__Task objective__: Return exactly the lines of the records below, starting at the line that contains "mod format;" and ending at the line that contains "to info/access log", with both of those lines kept.

__The data__:
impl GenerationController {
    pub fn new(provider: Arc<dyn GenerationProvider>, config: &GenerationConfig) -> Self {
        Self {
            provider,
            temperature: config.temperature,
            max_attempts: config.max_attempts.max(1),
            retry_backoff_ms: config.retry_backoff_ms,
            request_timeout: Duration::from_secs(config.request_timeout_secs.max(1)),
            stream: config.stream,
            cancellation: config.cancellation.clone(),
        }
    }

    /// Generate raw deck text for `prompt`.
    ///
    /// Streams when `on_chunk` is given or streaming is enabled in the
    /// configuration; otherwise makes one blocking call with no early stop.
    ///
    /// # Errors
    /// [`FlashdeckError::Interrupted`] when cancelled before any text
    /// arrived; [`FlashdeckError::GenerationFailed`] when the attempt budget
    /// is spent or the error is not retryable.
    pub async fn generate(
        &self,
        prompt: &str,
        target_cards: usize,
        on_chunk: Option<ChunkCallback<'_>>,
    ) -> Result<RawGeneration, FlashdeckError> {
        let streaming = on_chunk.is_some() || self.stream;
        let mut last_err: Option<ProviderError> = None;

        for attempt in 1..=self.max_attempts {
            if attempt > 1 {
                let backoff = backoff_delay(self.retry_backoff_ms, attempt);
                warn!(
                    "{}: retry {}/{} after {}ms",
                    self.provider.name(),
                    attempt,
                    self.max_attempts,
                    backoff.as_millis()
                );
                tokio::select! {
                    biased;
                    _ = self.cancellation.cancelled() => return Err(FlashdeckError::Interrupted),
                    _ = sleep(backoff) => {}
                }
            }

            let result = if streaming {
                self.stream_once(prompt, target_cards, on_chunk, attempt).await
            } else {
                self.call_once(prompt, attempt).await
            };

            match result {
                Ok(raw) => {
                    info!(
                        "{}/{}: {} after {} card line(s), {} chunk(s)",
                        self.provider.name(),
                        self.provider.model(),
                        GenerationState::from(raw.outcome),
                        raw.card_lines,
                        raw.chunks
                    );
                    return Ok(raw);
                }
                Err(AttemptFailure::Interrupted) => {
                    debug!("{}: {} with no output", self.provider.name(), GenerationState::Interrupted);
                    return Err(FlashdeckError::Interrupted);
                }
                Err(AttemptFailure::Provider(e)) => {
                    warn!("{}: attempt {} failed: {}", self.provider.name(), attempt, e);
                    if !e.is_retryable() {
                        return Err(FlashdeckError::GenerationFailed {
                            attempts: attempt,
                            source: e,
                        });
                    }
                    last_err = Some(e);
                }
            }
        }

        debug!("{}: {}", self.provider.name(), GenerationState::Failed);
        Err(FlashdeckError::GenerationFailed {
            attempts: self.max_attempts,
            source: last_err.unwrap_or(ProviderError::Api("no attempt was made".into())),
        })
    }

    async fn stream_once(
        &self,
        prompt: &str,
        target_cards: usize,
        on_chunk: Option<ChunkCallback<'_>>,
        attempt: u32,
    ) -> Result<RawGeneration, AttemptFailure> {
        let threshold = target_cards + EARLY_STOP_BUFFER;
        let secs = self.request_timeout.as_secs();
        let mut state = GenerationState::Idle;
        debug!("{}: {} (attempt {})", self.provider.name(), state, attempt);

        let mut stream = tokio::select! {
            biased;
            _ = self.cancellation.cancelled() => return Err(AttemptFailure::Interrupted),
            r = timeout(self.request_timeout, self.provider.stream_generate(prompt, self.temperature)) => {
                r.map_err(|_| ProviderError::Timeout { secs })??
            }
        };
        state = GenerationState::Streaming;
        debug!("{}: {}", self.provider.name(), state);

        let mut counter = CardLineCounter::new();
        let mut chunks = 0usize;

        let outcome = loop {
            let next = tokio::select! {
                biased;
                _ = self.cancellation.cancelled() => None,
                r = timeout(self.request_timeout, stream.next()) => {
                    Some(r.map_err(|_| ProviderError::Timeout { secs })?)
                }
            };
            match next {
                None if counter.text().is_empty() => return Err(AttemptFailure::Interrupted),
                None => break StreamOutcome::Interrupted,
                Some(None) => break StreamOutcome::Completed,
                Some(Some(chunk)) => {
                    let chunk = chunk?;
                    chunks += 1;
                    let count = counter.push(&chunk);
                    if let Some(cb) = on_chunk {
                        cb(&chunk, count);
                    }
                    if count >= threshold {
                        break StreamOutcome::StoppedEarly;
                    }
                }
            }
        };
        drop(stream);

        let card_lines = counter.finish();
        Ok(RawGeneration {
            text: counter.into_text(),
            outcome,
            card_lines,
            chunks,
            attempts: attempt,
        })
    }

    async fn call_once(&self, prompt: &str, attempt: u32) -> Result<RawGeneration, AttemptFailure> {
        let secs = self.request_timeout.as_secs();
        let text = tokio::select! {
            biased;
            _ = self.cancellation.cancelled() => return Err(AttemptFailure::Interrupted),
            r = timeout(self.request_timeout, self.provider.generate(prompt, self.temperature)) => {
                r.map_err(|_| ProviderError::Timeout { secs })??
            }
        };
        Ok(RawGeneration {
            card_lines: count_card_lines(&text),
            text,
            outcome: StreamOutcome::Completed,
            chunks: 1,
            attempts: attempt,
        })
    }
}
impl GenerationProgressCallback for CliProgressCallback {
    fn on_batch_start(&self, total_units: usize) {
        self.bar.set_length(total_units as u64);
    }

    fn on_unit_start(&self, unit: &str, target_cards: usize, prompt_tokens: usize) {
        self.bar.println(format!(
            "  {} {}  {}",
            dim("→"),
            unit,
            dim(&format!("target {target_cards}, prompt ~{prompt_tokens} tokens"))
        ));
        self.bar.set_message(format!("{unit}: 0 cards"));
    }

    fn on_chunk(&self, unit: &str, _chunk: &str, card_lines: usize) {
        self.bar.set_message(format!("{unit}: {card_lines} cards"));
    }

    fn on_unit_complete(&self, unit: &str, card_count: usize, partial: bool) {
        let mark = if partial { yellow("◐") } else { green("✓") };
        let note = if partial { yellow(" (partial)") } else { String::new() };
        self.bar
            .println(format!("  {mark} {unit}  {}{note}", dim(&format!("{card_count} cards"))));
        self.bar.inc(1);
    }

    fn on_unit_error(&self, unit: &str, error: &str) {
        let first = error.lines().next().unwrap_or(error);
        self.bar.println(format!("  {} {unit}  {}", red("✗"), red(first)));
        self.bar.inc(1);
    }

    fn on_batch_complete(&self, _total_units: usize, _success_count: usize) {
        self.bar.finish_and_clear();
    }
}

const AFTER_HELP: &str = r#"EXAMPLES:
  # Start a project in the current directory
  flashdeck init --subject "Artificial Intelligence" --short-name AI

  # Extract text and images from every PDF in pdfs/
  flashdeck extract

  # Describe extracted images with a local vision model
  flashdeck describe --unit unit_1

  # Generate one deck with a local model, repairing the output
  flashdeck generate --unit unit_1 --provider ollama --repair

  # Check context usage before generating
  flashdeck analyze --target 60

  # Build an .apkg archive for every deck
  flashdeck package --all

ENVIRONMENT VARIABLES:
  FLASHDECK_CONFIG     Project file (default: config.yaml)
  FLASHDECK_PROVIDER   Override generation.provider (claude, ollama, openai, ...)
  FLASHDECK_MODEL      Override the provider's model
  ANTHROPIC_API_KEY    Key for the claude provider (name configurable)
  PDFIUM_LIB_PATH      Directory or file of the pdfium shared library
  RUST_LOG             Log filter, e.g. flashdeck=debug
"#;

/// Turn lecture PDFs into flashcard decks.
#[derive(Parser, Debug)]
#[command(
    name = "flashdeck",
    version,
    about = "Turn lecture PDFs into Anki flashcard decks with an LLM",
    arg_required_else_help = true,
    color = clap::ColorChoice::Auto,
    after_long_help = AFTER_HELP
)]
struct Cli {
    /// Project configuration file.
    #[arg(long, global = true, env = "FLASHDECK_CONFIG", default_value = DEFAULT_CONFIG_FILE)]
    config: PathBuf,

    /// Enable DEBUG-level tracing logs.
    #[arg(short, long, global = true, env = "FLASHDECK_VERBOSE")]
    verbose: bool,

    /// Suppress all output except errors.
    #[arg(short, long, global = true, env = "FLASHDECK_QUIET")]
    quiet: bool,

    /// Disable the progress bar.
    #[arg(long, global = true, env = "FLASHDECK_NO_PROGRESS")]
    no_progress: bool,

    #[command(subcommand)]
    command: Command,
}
...
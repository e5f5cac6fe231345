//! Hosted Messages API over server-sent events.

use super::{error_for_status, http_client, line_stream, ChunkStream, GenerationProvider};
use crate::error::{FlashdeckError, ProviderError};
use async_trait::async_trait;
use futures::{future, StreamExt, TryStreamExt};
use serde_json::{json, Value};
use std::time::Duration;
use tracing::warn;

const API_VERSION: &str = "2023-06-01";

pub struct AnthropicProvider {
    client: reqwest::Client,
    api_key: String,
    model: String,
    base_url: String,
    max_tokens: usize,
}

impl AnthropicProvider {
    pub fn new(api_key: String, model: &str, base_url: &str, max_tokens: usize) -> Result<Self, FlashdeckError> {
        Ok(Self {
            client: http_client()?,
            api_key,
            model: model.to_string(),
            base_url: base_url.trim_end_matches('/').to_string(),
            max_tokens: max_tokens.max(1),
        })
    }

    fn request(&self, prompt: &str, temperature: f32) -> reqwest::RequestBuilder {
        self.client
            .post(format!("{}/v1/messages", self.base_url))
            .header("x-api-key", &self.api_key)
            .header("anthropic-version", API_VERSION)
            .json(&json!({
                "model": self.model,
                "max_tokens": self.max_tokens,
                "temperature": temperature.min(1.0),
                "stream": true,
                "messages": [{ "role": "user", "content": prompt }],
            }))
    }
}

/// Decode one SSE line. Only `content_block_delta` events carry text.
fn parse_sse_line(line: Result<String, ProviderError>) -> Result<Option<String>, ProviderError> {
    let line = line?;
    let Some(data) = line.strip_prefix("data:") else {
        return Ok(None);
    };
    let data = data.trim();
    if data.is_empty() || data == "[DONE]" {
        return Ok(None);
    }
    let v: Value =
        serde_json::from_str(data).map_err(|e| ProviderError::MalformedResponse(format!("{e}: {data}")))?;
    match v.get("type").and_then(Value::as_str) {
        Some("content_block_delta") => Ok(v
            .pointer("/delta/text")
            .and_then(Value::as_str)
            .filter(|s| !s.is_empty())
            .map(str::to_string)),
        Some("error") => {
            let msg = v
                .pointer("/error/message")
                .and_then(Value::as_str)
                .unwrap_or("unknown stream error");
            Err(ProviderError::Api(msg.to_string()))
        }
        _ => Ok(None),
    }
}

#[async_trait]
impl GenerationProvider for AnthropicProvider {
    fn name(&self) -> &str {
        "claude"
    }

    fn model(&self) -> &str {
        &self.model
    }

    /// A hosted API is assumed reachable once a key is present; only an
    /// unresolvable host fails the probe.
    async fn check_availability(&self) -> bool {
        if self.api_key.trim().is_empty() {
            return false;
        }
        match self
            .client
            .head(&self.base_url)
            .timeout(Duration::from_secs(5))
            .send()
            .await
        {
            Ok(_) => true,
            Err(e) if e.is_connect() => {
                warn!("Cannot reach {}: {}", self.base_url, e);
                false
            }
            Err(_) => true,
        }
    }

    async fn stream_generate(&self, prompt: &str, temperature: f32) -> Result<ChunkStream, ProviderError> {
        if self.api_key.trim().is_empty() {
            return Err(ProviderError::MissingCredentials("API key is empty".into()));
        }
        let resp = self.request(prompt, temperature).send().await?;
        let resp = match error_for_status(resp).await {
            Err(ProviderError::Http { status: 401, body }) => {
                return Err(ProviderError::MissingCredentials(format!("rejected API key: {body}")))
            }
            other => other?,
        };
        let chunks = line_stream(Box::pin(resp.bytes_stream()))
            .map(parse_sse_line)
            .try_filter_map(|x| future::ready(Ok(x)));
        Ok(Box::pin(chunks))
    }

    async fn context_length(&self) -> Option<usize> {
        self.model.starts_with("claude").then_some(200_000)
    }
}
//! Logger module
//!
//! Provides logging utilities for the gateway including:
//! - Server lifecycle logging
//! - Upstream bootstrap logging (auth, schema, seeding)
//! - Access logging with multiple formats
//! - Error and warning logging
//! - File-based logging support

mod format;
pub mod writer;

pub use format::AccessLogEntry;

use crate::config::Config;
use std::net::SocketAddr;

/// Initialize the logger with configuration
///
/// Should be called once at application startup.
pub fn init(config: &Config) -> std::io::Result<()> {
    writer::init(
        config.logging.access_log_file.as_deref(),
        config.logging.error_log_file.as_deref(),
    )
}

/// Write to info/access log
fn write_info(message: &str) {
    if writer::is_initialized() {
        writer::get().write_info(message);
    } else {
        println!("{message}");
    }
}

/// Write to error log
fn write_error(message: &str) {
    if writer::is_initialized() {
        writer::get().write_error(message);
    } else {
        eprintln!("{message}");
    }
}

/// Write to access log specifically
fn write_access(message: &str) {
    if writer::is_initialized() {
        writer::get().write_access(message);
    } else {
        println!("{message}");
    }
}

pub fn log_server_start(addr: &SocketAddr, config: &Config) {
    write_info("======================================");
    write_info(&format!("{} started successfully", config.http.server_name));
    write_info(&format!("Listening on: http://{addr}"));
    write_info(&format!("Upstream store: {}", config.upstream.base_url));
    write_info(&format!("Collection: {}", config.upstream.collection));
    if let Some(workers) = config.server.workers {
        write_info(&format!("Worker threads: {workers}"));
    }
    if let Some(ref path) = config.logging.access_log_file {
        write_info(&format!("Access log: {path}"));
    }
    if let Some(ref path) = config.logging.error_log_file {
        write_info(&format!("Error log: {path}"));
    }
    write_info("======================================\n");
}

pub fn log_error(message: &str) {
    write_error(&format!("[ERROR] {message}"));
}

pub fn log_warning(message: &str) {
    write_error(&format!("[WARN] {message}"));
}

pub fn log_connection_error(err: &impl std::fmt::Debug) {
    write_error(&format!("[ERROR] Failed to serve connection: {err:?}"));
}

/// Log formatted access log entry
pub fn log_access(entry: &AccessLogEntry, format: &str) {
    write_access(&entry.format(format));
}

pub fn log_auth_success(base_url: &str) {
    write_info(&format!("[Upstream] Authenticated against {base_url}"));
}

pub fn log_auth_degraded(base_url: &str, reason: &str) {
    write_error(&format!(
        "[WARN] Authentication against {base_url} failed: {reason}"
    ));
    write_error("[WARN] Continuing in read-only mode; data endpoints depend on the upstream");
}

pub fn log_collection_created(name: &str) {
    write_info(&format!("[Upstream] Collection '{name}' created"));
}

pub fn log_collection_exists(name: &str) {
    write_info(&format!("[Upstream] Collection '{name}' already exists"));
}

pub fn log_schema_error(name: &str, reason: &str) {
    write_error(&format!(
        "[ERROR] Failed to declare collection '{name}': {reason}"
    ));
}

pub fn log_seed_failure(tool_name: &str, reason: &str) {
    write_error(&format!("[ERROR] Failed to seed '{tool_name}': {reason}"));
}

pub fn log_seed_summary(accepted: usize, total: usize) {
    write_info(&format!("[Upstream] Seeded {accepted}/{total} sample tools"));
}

__Solved exercise__:
mod format;
pub mod writer;

pub use format::AccessLogEntry;

use crate::config::Config;
use std::net::SocketAddr;

/// Initialize the logger with configuration
///
/// Should be called once at application startup.
pub fn init(config: &Config) -> std::io::Result<()> {
    writer::init(
        config.logging.access_log_file.as_deref(),
        config.logging.error_log_file.as_deref(),
    )
}

/// Write to info/access log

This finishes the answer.